I have a pandas dataframe df
where the 'categories' column contains a variable length of string labels to that row. Each label represents a sub-category:
id categories number
1 'food','toy','science' 1
2 'animal' 2
3 'plant','food','science' 5
....
How could I do a group-by and count by each sub-category size in the column 'categories'?
df.groupby('categories').size()
if calculated this way, id1 and id3 will be grouped differently but id1 and id3 both belong to 'food' sub-category.
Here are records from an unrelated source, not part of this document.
use std::collections::HashMap;

use chrono::NaiveDate;
use shared_types::{AppError, MissingPerson, NewReportForm};
use uuid::Uuid;

use crate::error_convert::ValidateRequest;
use crate::storage::{
    photo_content_type, photo_extension, photo_key, sniff_photo_extension, ObjectStore,
    MAX_PHOTO_BYTES,
};
use crate::store::CaseStore;

/// A photo file taken from the report form.
#[derive(Debug, Clone)]
pub struct PhotoUpload {
    pub file_name: Option<String>,
    pub content_type: String,
    pub bytes: Vec<u8>,
}

fn photo_error(message: &str) -> AppError {
    let mut fields = HashMap::new();
    fields.insert("photo".to_string(), message.to_string());
    AppError::validation(message, fields)
}

/// Check type and size. The declared content type must agree with the
/// bytes. Returns the file extension to store under.
pub fn check_photo(photo: &PhotoUpload) -> Result<&'static str, AppError> {
    let ext = photo_extension(&photo.content_type)
        .filter(|ext| sniff_photo_extension(&photo.bytes) == Some(*ext))
        .ok_or_else(|| photo_error("Photo must be a JPEG, PNG, WebP or GIF image"))?;
    if photo.bytes.len() > MAX_PHOTO_BYTES {
        return Err(photo_error("Photo must be 5 MB or smaller"));
    }
    Ok(ext)
}

/// Upload the photo and resolve its public URL. Returns `(key, url)`.
async fn store_photo(
    objects: &dyn ObjectStore,
    photo: PhotoUpload,
    ext: &str,
) -> Result<(String, String), AppError> {
    let key = photo_key(ext);

    objects
        .put(&key, photo_content_type(ext), photo.bytes)
        .await
        .map_err(|e| {
            tracing::error!(key = %key, error = %e, "Photo upload failed");
            AppError::upload_failed("Failed to upload photo")
        })?;

    let url = objects.public_url(&key).map_err(|e| {
        tracing::error!(key = %key, error = %e, "Public URL lookup failed");
        AppError::upload_failed("Failed to get public URL")
    })?;

    Ok((key, url))
}

/// File a missing-person report.
///
/// Every check (required fields, dates, photo type and size) runs before
/// anything is written. The photo, when present, is uploaded before the
/// row is inserted; if the insert then fails the object stays behind and
/// its key is logged.
#[tracing::instrument(skip(cases, objects, form, photo), fields(reporter = %reporter_id))]
pub async fn submit_report(
    cases: &dyn CaseStore,
    objects: &dyn ObjectStore,
    reporter_id: Uuid,
    form: NewReportForm,
    photo: Option<PhotoUpload>,
    today: NaiveDate,
) -> Result<MissingPerson, AppError> {
    form.validate_request()?;
    form.parse_dates(today)?;

    let photo = photo.filter(|p| !p.bytes.is_empty());
    let checked = match photo {
        Some(p) => {
            let ext = check_photo(&p)?;
            Some((p, ext))
        }
        None => None,
    };

    let (photo_key, photo_url) = match checked {
        Some((p, ext)) => {
            let (key, url) = store_photo(objects, p, ext).await?;
            (Some(key), Some(url))
        }
        None => (None, None),
    };

    let record = form.into_new_record(reporter_id, photo_url, today)?;

    match cases.insert_missing(record).await {
        Ok(row) => {
            tracing::info!(case_number = %row.case_number, "Report filed");
            Ok(row)
        }
        Err(e) => {
            if let Some(key) = photo_key {
                tracing::warn!(key = %key, "Photo stored for a report that was not saved");
            }
            tracing::error!(error = %e, "Report insert failed");
            Err(AppError::bad_request(e.user_message()))
        }
    }
}
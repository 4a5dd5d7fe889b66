use chrono::NaiveDate;
use serde::{Deserialize, Serialize};

/// An unidentified person found by the authorities. Listing only.
#[derive(Debug, Clone, PartialEq, Serialize, Deserialize)]
#[cfg_attr(feature = "openapi", derive(utoipa::ToSchema))]
#[cfg_attr(feature = "server", derive(sqlx::FromRow))]
pub struct UnidentifiedPerson {
    pub tracking_number: String,
    pub description: Option<String>,
    pub found_location: Option<String>,
    pub date_found: Option<NaiveDate>,
    pub gender: Option<String>,
    pub current_status: Option<String>,
}
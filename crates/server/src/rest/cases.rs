use axum::{
    extract::{Path, State},
    Json,
};
use shared_types::{
    AppError, ListScope, MissingPerson, MissingPersonSummary, UnclaimedPerson,
    UnidentifiedPerson, UpdateCaseStatusRequest,
};
use std::sync::Arc;

use crate::auth::extractors::AgentRequired;
use crate::store::CaseStore;

/// List every missing-person case, newest first.
#[utoipa::path(
    get,
    path = "/api/cases/missing",
    responses(
        (status = 200, description = "Missing-person cases", body = Vec<MissingPersonSummary>),
        (status = 500, description = "Store error", body = AppError)
    ),
    tag = "cases"
)]
#[tracing::instrument(skip(cases))]
pub async fn list_missing(
    State(cases): State<Arc<dyn CaseStore>>,
) -> Result<Json<Vec<MissingPersonSummary>>, AppError> {
    cases.list_missing(ListScope::All).await.map(Json)
}

/// List unidentified persons.
#[utoipa::path(
    get,
    path = "/api/cases/unidentified",
    responses(
        (status = 200, description = "Unidentified persons", body = Vec<UnidentifiedPerson>),
        (status = 500, description = "Store error", body = AppError)
    ),
    tag = "cases"
)]
#[tracing::instrument(skip(cases))]
pub async fn list_unidentified(
    State(cases): State<Arc<dyn CaseStore>>,
) -> Result<Json<Vec<UnidentifiedPerson>>, AppError> {
    cases.list_unidentified().await.map(Json)
}

/// List unclaimed persons.
#[utoipa::path(
    get,
    path = "/api/cases/unclaimed",
    responses(
        (status = 200, description = "Unclaimed persons", body = Vec<UnclaimedPerson>),
        (status = 500, description = "Store error", body = AppError)
    ),
    tag = "cases"
)]
#[tracing::instrument(skip(cases))]
pub async fn list_unclaimed(
    State(cases): State<Arc<dyn CaseStore>>,
) -> Result<Json<Vec<UnclaimedPerson>>, AppError> {
    cases.list_unclaimed().await.map(Json)
}

/// Get one missing-person case by its case number.
#[utoipa::path(
    get,
    path = "/api/cases/{case_number}",
    params(
        ("case_number" = String, Path, description = "Case number, e.g. MSP-2025-00001")
    ),
    responses(
        (status = 200, description = "Case found", body = MissingPerson),
        (status = 404, description = "Not found", body = AppError)
    ),
    tag = "cases"
)]
#[tracing::instrument(skip(cases))]
pub async fn get_case(
    State(cases): State<Arc<dyn CaseStore>>,
    Path(case_number): Path<String>,
) -> Result<Json<MissingPerson>, AppError> {
    let case = cases
        .find_missing(&case_number)
        .await?
        .ok_or_else(|| AppError::not_found(format!("Case {} not found", case_number)))?;

    Ok(Json(case))
}

/// Overwrite the status of a case. Agents only.
#[utoipa::path(
    patch,
    path = "/api/cases/{case_number}/status",
    request_body = UpdateCaseStatusRequest,
    params(
        ("case_number" = String, Path, description = "Case number, e.g. MSP-2025-00001")
    ),
    responses(
        (status = 200, description = "Status updated", body = MissingPerson),
        (status = 400, description = "Invalid status", body = AppError),
        (status = 401, description = "Not signed in", body = AppError),
        (status = 403, description = "Not an agent", body = AppError),
        (status = 404, description = "Not found", body = AppError)
    ),
    tag = "cases"
)]
#[tracing::instrument(skip(cases, agent, body), fields(agent_id = %agent.claims.sub))]
pub async fn update_status(
    State(cases): State<Arc<dyn CaseStore>>,
    agent: AgentRequired,
    Path(case_number): Path<String>,
    Json(body): Json<UpdateCaseStatusRequest>,
) -> Result<Json<MissingPerson>, AppError> {
    crate::api::update_case_status(cases.as_ref(), &case_number, &body.status)
        .await
        .map(Json)
}
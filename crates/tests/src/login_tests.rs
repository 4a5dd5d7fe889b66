use axum::http::StatusCode;
use pretty_assertions::assert_eq;

use crate::common::{get, post_form, test_app, AGENT_EMAIL, PASSWORD, REPORTER_EMAIL};

#[tokio::test]
async fn agent_login_redirects_to_lead() {
    let app = test_app();

    let resp = post_form(
        &app,
        "/login",
        &[("username", AGENT_EMAIL), ("password", PASSWORD)],
        None,
    )
    .await;

    assert_eq!(resp.status, StatusCode::SEE_OTHER);
    assert_eq!(resp.location(), Some("/lead"));
    let cookie = resp.set_cookie().expect("session cookie");
    assert!(cookie.starts_with("dashboard_session="));
    assert!(cookie.contains("HttpOnly"));
    assert!(cookie.contains("SameSite=Lax"));
}

#[tokio::test]
async fn public_login_redirects_to_dashboard() {
    let app = test_app();

    let resp = post_form(
        &app,
        "/login",
        &[("username", REPORTER_EMAIL), ("password", PASSWORD)],
        None,
    )
    .await;

    assert_eq!(resp.status, StatusCode::SEE_OTHER);
    assert_eq!(resp.location(), Some("/dashboard"));
    assert!(resp.set_cookie().is_some());
}

#[tokio::test]
async fn email_is_case_insensitive() {
    let app = test_app();

    let resp = post_form(
        &app,
        "/login",
        &[("username", "KIM.Agent@FindMe.test"), ("password", PASSWORD)],
        None,
    )
    .await;

    assert_eq!(resp.location(), Some("/lead"));
}

#[tokio::test]
async fn wrong_password_shows_error_without_cookie() {
    let app = test_app();

    let resp = post_form(
        &app,
        "/login",
        &[("username", AGENT_EMAIL), ("password", "not-the-password")],
        None,
    )
    .await;

    assert_eq!(resp.status, StatusCode::UNAUTHORIZED);
    assert_eq!(resp.location(), None);
    assert!(resp.set_cookie().is_none());
    assert!(resp.body.contains("Invalid login credentials"));
    // The email is kept in the form.
    assert!(resp.body.contains(AGENT_EMAIL));
}

#[tokio::test]
async fn unknown_account_is_rejected_the_same_way() {
    let app = test_app();

    let resp = post_form(
        &app,
        "/login",
        &[("username", "nobody@findme.test"), ("password", PASSWORD)],
        None,
    )
    .await;

    assert_eq!(resp.status, StatusCode::UNAUTHORIZED);
    assert!(resp.body.contains("Invalid login credentials"));
}

#[tokio::test]
async fn empty_fields_are_rejected() {
    let app = test_app();

    let resp = post_form(&app, "/login", &[("username", ""), ("password", "")], None).await;

    assert_eq!(resp.status, StatusCode::UNAUTHORIZED);
    assert!(resp.body.contains("Email and password are required"));
    assert!(resp.set_cookie().is_none());
}

#[tokio::test]
async fn issued_cookie_opens_the_dashboard() {
    let app = test_app();

    let login = post_form(
        &app,
        "/login",
        &[("username", REPORTER_EMAIL), ("password", PASSWORD)],
        None,
    )
    .await;
    let cookie = login
        .set_cookie()
        .and_then(|c| c.split(';').next())
        .expect("cookie pair")
        .to_string();

    let resp = get(&app, "/dashboard", Some(&cookie)).await;
    assert_eq!(resp.status, StatusCode::OK);
    assert!(resp.body.contains("Welcome, amina"));
}

#[tokio::test]
async fn login_page_renders() {
    let app = test_app();
    let resp = get(&app, "/login", None).await;
    assert_eq!(resp.status, StatusCode::OK);
    assert!(resp.body.contains("name=\"username\""));
    assert!(resp.body.contains("name=\"password\""));
}
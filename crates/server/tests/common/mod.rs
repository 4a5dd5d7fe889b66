use chrono::NaiveDate;
use server::db::{create_pool, run_migrations};
use server::store::PgStore;
use shared_types::NewMissingPerson;
use sqlx::postgres::PgPoolOptions;
use tokio::sync::OnceCell;
use uuid::Uuid;

/// URL of the `_test` database, created and migrated on first use.
static TEST_DB_URL: OnceCell<Option<String>> = OnceCell::const_new();

/// Derive `<name>_test` from `DATABASE_URL` and create it if needed.
async fn prepare_test_db() -> Option<String> {
    let _ = dotenvy::dotenv();
    let original_url = std::env::var("DATABASE_URL").ok()?;

    let (base_url, db_name) = original_url
        .rsplit_once('/')
        .expect("DATABASE_URL must contain a database name");
    let test_db_name = format!("{}_test", db_name);
    let test_url = format!("{}/{}", base_url, test_db_name);

    let admin_pool = PgPoolOptions::new()
        .max_connections(2)
        .connect(&format!("{}/postgres", base_url))
        .await
        .expect("Failed to connect to postgres admin database");

    let exists: bool =
        sqlx::query_scalar("SELECT EXISTS(SELECT 1 FROM pg_database WHERE datname = $1)")
            .bind(&test_db_name)
            .fetch_one(&admin_pool)
            .await
            .expect("Failed to check for test database");

    if !exists {
        sqlx::query(&format!("CREATE DATABASE \"{}\"", test_db_name))
            .execute(&admin_pool)
            .await
            .expect("Failed to create test database");
    }
    admin_pool.close().await;

    let pool = create_pool(&test_url, 2).expect("test pool");
    run_migrations(&pool).await.expect("migrations");
    pool.close().await;

    Some(test_url)
}

/// A store on the test database, or `None` when `DATABASE_URL` is unset and
/// the Postgres tests should be skipped.
///
/// Each test gets its own pool; sqlx pools do not cross tokio runtimes.
pub async fn test_store() -> Option<PgStore> {
    let url = TEST_DB_URL.get_or_init(prepare_test_db).await.clone();
    match url {
        Some(url) => Some(PgStore::new(create_pool(&url, 4).expect("test pool"))),
        None => {
            eprintln!("DATABASE_URL not set; skipping Postgres test");
            None
        }
    }
}

/// Email that no other test run has used.
#[allow(dead_code)]
pub fn unique_email(prefix: &str) -> String {
    format!("{prefix}.{}@findme.test", Uuid::new_v4().simple())
}

#[allow(dead_code)]
pub fn unique_username(prefix: &str) -> String {
    format!("{prefix}_{}", &Uuid::new_v4().simple().to_string()[..12])
}

#[allow(dead_code)]
pub fn new_case(reporter_id: Uuid, first: &str) -> NewMissingPerson {
    NewMissingPerson {
        legal_first_name: first.to_string(),
        legal_last_name: "Kariuki".to_string(),
        date_of_birth: NaiveDate::from_ymd_opt(1995, 7, 3).unwrap(),
        age: 29,
        gender: "Male".to_string(),
        town_location: "Eldoret".to_string(),
        date_of_last_contact: NaiveDate::from_ymd_opt(2025, 4, 30).unwrap(),
        reporter_id,
        physical_description: Some("Tall, short hair".to_string()),
        last_seen_wearing: None,
        medical_conditions: None,
        emergency_contacts: None,
        possible_locations: None,
        circumstances: None,
        reporter_name: None,
        reporter_contact: None,
        photo_url: None,
    }
}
I could split 'categories' column into different columns and then do the groupby column by column. Since I have 200 strings in that categories
column, this sounds cumbersome.
Any elegant solution?
if I use df.to_dict
it will be like:
{'id': {0: 1,
1: 2,
2: 3},
'categories': {0: 'food','toy','science',
1: 'animal',
2: 'plant','food','science'}}
If I only use top 3 rows as example, expected output will be:
categories size
food 2
toy 1
animal 1
plant 1
science 2
CodePudding user response:
We can use explode to create a row for each sub-category for category column.
Starting with df DataFrame:
id categories number
0 1 'food','toy' 1
1 2 'animal' 2
2 3 'plant','food','science' 5
Code
# Following steps
df['categories'] = df['categories'].str.split(',') # convert categories from string to list
df2 = df.explode('categories') # explode categories
# category column now only has one sub-category per row
result = df2.groupby('categories').size() # group sub-categories and
# count number of items in each group
result
categories
'animal' 1
'food' 2
'plant' 1
'science' 1
'toy' 1
Name: number, dtype: int64
CodePudding user response:
Let us try str.extractall
then value_counts
out = df.categories.str.extractall("'([^']*)'")[0].value_counts()
Out[947]:
science 2
food 2
plant 1
toy 1
animal 1
Name: 0, dtype: int64